## The problem
Among the lines below, count those containing the word "live". Give the number only.

* * * * *

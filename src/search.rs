//! The `fedq search` command.

use anyhow::Result;
use serde_json::Value;
use std::time::Duration;

use catalog_federation_core::federation::CompositeResult;
use catalog_federation_core::models::RetrievalContext;
use catalog_federation_core::tracker::TrackerState;

use crate::config::Config;
use crate::driver::FederatedSearchDriver;

/// Options for one `fedq search` invocation.
#[derive(Debug, Default, Clone)]
pub struct SearchOptions {
    pub sources: Vec<String>,
    pub deadline_ms: Option<u64>,
    pub context: Option<RetrievalContext>,
    pub json: bool,
}

/// Run a federated search, print the composite result, and wait for the
/// cache writes it triggered.
pub async fn run_search(config: &Config, query: &str, opts: &SearchOptions) -> Result<()> {
    let mut driver = FederatedSearchDriver::from_config(config).await?;
    if let Some(ms) = opts.deadline_ms {
        driver = driver.with_deadline(Duration::from_millis(ms));
    }
    if let Some(context) = &opts.context {
        driver = driver.with_context(context.clone());
    }

    let result = driver.run(query, &opts.sources).await?;
    let cached = driver.flush_cache_writes().await;

    if opts.json {
        println!("{}", serde_json::to_string_pretty(&result)?);
    } else {
        print_result(&result);
        if driver.cache().is_some() {
            println!(
                "cache: {} stored, {} vetoed, {} skipped, {} failed",
                cached.stored, cached.vetoed, cached.skipped, cached.failed
            );
        }
    }
    Ok(())
}

fn print_result(result: &CompositeResult) {
    if result.items.is_empty() {
        println!("No results.");
    }

    for (i, item) in result.items.iter().enumerate() {
        let title = item
            .attribute("title")
            .and_then(Value::as_str)
            .unwrap_or("(untitled)");
        println!("{}. [{}] {}", i + 1, item.source_id, title);
        println!("    id: {}", item.id);
    }
    println!();

    println!(
        "{:<20} {:<10} {:>8} {:>8} {:>10}  NOTES",
        "SOURCE", "STATE", "HITS", "ITEMS", "ELAPSED"
    );
    for tracker in result.sources.values() {
        println!(
            "{:<20} {:<10} {:>8} {:>8} {:>8}ms  {}",
            tracker.source_id(),
            tracker.state(),
            tracker.hit_count(),
            tracker.result_count(),
            tracker.elapsed_millis(),
            tracker.failure().unwrap_or("")
        );
    }
    println!();

    let failed = result
        .sources
        .values()
        .filter(|t| t.state() == TrackerState::Failed)
        .count();
    println!(
        "{} items, {} total hits, {} of {} sources failed (search {})",
        result.items.len(),
        result.total_hits,
        failed,
        result.sources.len(),
        result.search_id
    );
}
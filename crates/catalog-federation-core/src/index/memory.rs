//! In-memory [`IndexBackend`] implementation for tests and embedded use.
//!
//! Entries live in a `HashMap` keyed by fingerprint behind
//! `std::sync::RwLock`. Queries are a linear scan.

use std::collections::HashMap;
use std::sync::{PoisonError, RwLock};

use anyhow::Result;
use async_trait::async_trait;
use serde_json::Value;

use crate::fingerprint::Fingerprint;
use crate::models::CacheEntry;

use super::{finish_batch, CacheQuery, CachedBatch, IndexBackend};

/// In-memory cache index.
pub struct InMemoryIndex {
    entries: RwLock<HashMap<Fingerprint, CacheEntry>>,
}

impl InMemoryIndex {
    pub fn new() -> Self {
        Self {
            entries: RwLock::new(HashMap::new()),
        }
    }

    pub fn len(&self) -> usize {
        self.entries
            .read()
            .unwrap_or_else(PoisonError::into_inner)
            .len()
    }

    pub fn is_empty(&self) -> bool {
        self.len() == 0
    }
}

impl Default for InMemoryIndex {
    fn default() -> Self {
        Self::new()
    }
}

#[async_trait]
impl IndexBackend for InMemoryIndex {
    async fn upsert(&self, entry: &CacheEntry) -> Result<()> {
        let mut entries = self
            .entries
            .write()
            .unwrap_or_else(PoisonError::into_inner);
        entries.insert(entry.fingerprint.clone(), entry.clone());
        Ok(())
    }

    async fn delete_where(&self, attribute: &str, values: &[Value]) -> Result<usize> {
        let mut entries = self
            .entries
            .write()
            .unwrap_or_else(PoisonError::into_inner);
        let before = entries.len();
        entries.retain(|_, e| !e.item.attribute_matches(attribute, values));
        Ok(before - entries.len())
    }

    async fn query(&self, criteria: &CacheQuery) -> Result<CachedBatch> {
        criteria.validate()?;
        let entries = self.entries.read().unwrap_or_else(PoisonError::into_inner);
        let matched: Vec<CacheEntry> = match &criteria.fingerprint {
            Some(fp) => entries
                .get(fp)
                .filter(|e| criteria.matches(e))
                .cloned()
                .into_iter()
                .collect(),
            None => entries
                .values()
                .filter(|e| criteria.matches(e))
                .cloned()
                .collect(),
        };
        Ok(finish_batch(matched, criteria.limit))
    }
}
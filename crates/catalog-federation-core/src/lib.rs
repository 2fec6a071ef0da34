//! # Catalog Federation Core
//!
//! Runtime-light logic for federated catalog search: item models,
//! fingerprinting, the cache policy chain, the result cache over an
//! abstract index backend, and the federation coordinator that merges
//! per-source result batches.
//!
//! This crate performs no network or filesystem I/O. Source clients, the
//! persistent index backend, and the driver that fans queries out live in
//! the application crate.
//!
//! | Module | Purpose |
//! |--------|---------|
//! | [`models`] | Items, retrieval contexts, result batches, cache entries |
//! | [`fingerprint`] | Deterministic cache-key derivation |
//! | [`policy`] | Ordered, vetoing cache policy stages |
//! | [`index`] | Index backend trait and in-memory backend |
//! | [`cache`] | Policy-gated, best-effort result cache |
//! | [`tracker`] | Per-source progress of one search |
//! | [`federation`] | Logical search lifecycle and result merging |

pub mod cache;
pub mod error;
pub mod federation;
pub mod fingerprint;
pub mod index;
pub mod models;
pub mod policy;
pub mod tracker;

pub use error::{FederationError, Result};
//! Tracing subscriber setup for the `fedq` binary.
//!
//! Logs go to stderr so that `fedq search --json` output stays parseable.
//!
//! # Filter priority (highest to lowest)
//!
//! 1. `FEDQ_LOG` env var (e.g. `catalog_federation_core=debug,warn`)
//! 2. `RUST_LOG` env var
//! 3. `--log-level` flag
//! 4. `warn`

use anyhow::{anyhow, Result};
use tracing_subscriber::fmt;
use tracing_subscriber::prelude::*;
use tracing_subscriber::EnvFilter;

/// Project-specific filter variable, consulted before `RUST_LOG`.
pub const LOG_ENV_VAR: &str = "FEDQ_LOG";

/// Install the global subscriber. Fails if one is already installed.
pub fn init_tracing(log_level: Option<&str>) -> Result<()> {
    let filter = build_env_filter(log_level);
    let use_ansi = std::io::IsTerminal::is_terminal(&std::io::stderr());

    tracing_subscriber::registry()
        .with(filter)
        .with(
            fmt::layer()
                .with_writer(std::io::stderr)
                .with_ansi(use_ansi)
                .with_target(true)
                .without_time()
                .compact(),
        )
        .try_init()
        .map_err(|e| anyhow!("failed to initialize logging: {}", e))
}

fn build_env_filter(log_level: Option<&str>) -> EnvFilter {
    filter_from(
        std::env::var(LOG_ENV_VAR).ok().as_deref(),
        std::env::var(EnvFilter::DEFAULT_ENV).ok().as_deref(),
        log_level,
    )
}

/// First parseable source wins; unparseable directives fall through to the
/// next one.
fn filter_from(fedq_log: Option<&str>, rust_log: Option<&str>, log_level: Option<&str>) -> EnvFilter {
    [fedq_log, rust_log, log_level]
        .into_iter()
        .flatten()
        .find_map(|directives| EnvFilter::try_new(directives).ok())
        .unwrap_or_else(|| EnvFilter::new("warn"))
}

#[cfg(test)]
mod tests {
    use super::*;

    #[test]
    fn test_flag_used_when_no_env() {
        assert_eq!(filter_from(None, None, Some("debug")).to_string(), "debug");
        assert_eq!(filter_from(None, None, None).to_string(), "warn");
    }

    #[test]
    fn test_fedq_log_beats_rust_log_and_flag() {
        let filter = filter_from(Some("trace"), Some("info"), Some("debug"));
        assert_eq!(filter.to_string(), "trace");

        let filter = filter_from(None, Some("info"), Some("debug"));
        assert_eq!(filter.to_string(), "info");
    }

    #[test]
    fn test_invalid_directives_fall_through() {
        let filter = filter_from(Some("catalog_federation=loud"), Some("info"), None);
        assert_eq!(filter.to_string(), "info");

        let filter = filter_from(None, None, Some("catalog_federation=loud"));
        assert_eq!(filter.to_string(), "warn");
    }

    #[test]
    fn test_multi_directive_flag() {
        let rendered = filter_from(None, None, Some("catalog_federation=info,warn")).to_string();
        assert!(rendered.contains("catalog_federation=info"));
        assert!(rendered.contains("warn"));
    }
}
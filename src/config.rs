//! TOML configuration for the `fedq` binary and the federation driver.
//!
//! ```toml
//! [cache]
//! backend = "sqlite"            # or "memory"
//! path = "./data/cache.sqlite"
//!
//! [cache.policy]
//! stage_timeout_ms = 500
//! allowed_sources = []
//! required_attributes = ["title"]
//! strip_attributes = ["raw"]
//! deny_values = { "security.restricted" = [true] }
//!
//! [federation]
//! deadline_ms = 10000
//!
//! [[sources]]
//! id = "local"
//! type = "catalog_file"
//! path = "./catalog"
//! ```

use anyhow::{bail, Context, Result};
use serde::Deserialize;
use serde_json::Value;
use std::collections::{BTreeMap, HashSet};
use std::path::{Path, PathBuf};

#[derive(Debug, Deserialize, Clone)]
pub struct Config {
    pub cache: CacheConfig,
    #[serde(default)]
    pub federation: FederationConfig,
    #[serde(default)]
    pub sources: Vec<SourceConfig>,
}

#[derive(Debug, Deserialize, Clone)]
pub struct CacheConfig {
    #[serde(default = "default_backend")]
    pub backend: String,
    #[serde(default)]
    pub path: Option<PathBuf>,
    #[serde(default = "default_true")]
    pub enabled: bool,
    #[serde(default)]
    pub policy: PolicyConfig,
}

fn default_backend() -> String {
    "sqlite".to_string()
}
fn default_true() -> bool {
    true
}

#[derive(Debug, Deserialize, Clone)]
pub struct PolicyConfig {
    #[serde(default = "default_stage_timeout_ms")]
    pub stage_timeout_ms: u64,
    #[serde(default)]
    pub allowed_sources: Vec<String>,
    #[serde(default)]
    pub required_attributes: Vec<String>,
    #[serde(default)]
    pub strip_attributes: Vec<String>,
    #[serde(default)]
    pub deny_values: BTreeMap<String, Vec<Value>>,
}

impl Default for PolicyConfig {
    fn default() -> Self {
        Self {
            stage_timeout_ms: default_stage_timeout_ms(),
            allowed_sources: Vec::new(),
            required_attributes: Vec::new(),
            strip_attributes: Vec::new(),
            deny_values: BTreeMap::new(),
        }
    }
}

fn default_stage_timeout_ms() -> u64 {
    500
}

#[derive(Debug, Deserialize, Clone)]
pub struct FederationConfig {
    #[serde(default = "default_deadline_ms")]
    pub deadline_ms: u64,
}

impl Default for FederationConfig {
    fn default() -> Self {
        Self {
            deadline_ms: default_deadline_ms(),
        }
    }
}

fn default_deadline_ms() -> u64 {
    10_000
}

#[derive(Debug, Deserialize, Clone)]
pub struct SourceConfig {
    pub id: String,
    #[serde(rename = "type", default = "default_source_type")]
    pub source_type: String,
    pub path: PathBuf,
    #[serde(default)]
    pub description: Option<String>,
    #[serde(default = "default_include_globs")]
    pub include_globs: Vec<String>,
    #[serde(default)]
    pub exclude_globs: Vec<String>,
}

fn default_source_type() -> String {
    "catalog_file".to_string()
}
fn default_include_globs() -> Vec<String> {
    vec!["**/*.json".to_string()]
}

impl Config {
    /// In-memory cache, default deadline, no sources.
    pub fn minimal() -> Self {
        Self {
            cache: CacheConfig {
                backend: "memory".to_string(),
                path: None,
                enabled: true,
                policy: PolicyConfig::default(),
            },
            federation: FederationConfig::default(),
            sources: Vec::new(),
        }
    }

    pub fn source(&self, id: &str) -> Option<&SourceConfig> {
        self.sources.iter().find(|s| s.id == id)
    }
}

pub fn load_config(path: &Path) -> Result<Config> {
    let content = std::fs::read_to_string(path)
        .with_context(|| format!("Failed to read config file: {}", path.display()))?;
    parse_config(&content)
}

/// Parse and validate configuration text.
pub fn parse_config(content: &str) -> Result<Config> {
    let config: Config = toml::from_str(content).with_context(|| "Failed to parse config file")?;

    match config.cache.backend.as_str() {
        "memory" => {}
        "sqlite" => {
            if config.cache.path.is_none() {
                bail!("cache.path must be set when cache.backend is 'sqlite'");
            }
        }
        other => bail!(
            "Unknown cache backend: '{}'. Must be sqlite or memory.",
            other
        ),
    }

    if config.cache.policy.stage_timeout_ms == 0 {
        bail!("cache.policy.stage_timeout_ms must be > 0");
    }

    if config.federation.deadline_ms == 0 {
        bail!("federation.deadline_ms must be > 0");
    }

    let mut seen = HashSet::new();
    for source in &config.sources {
        if source.id.trim().is_empty() {
            bail!("sources[].id must not be empty");
        }
        if !seen.insert(source.id.as_str()) {
            bail!("Duplicate source id: '{}'", source.id);
        }
        match source.source_type.as_str() {
            "catalog_file" => {}
            other => bail!(
                "Unknown source type '{}' for source '{}'. Must be catalog_file.",
                other,
                source.id
            ),
        }
    }

    Ok(config)
}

* * * * *

## Task output
2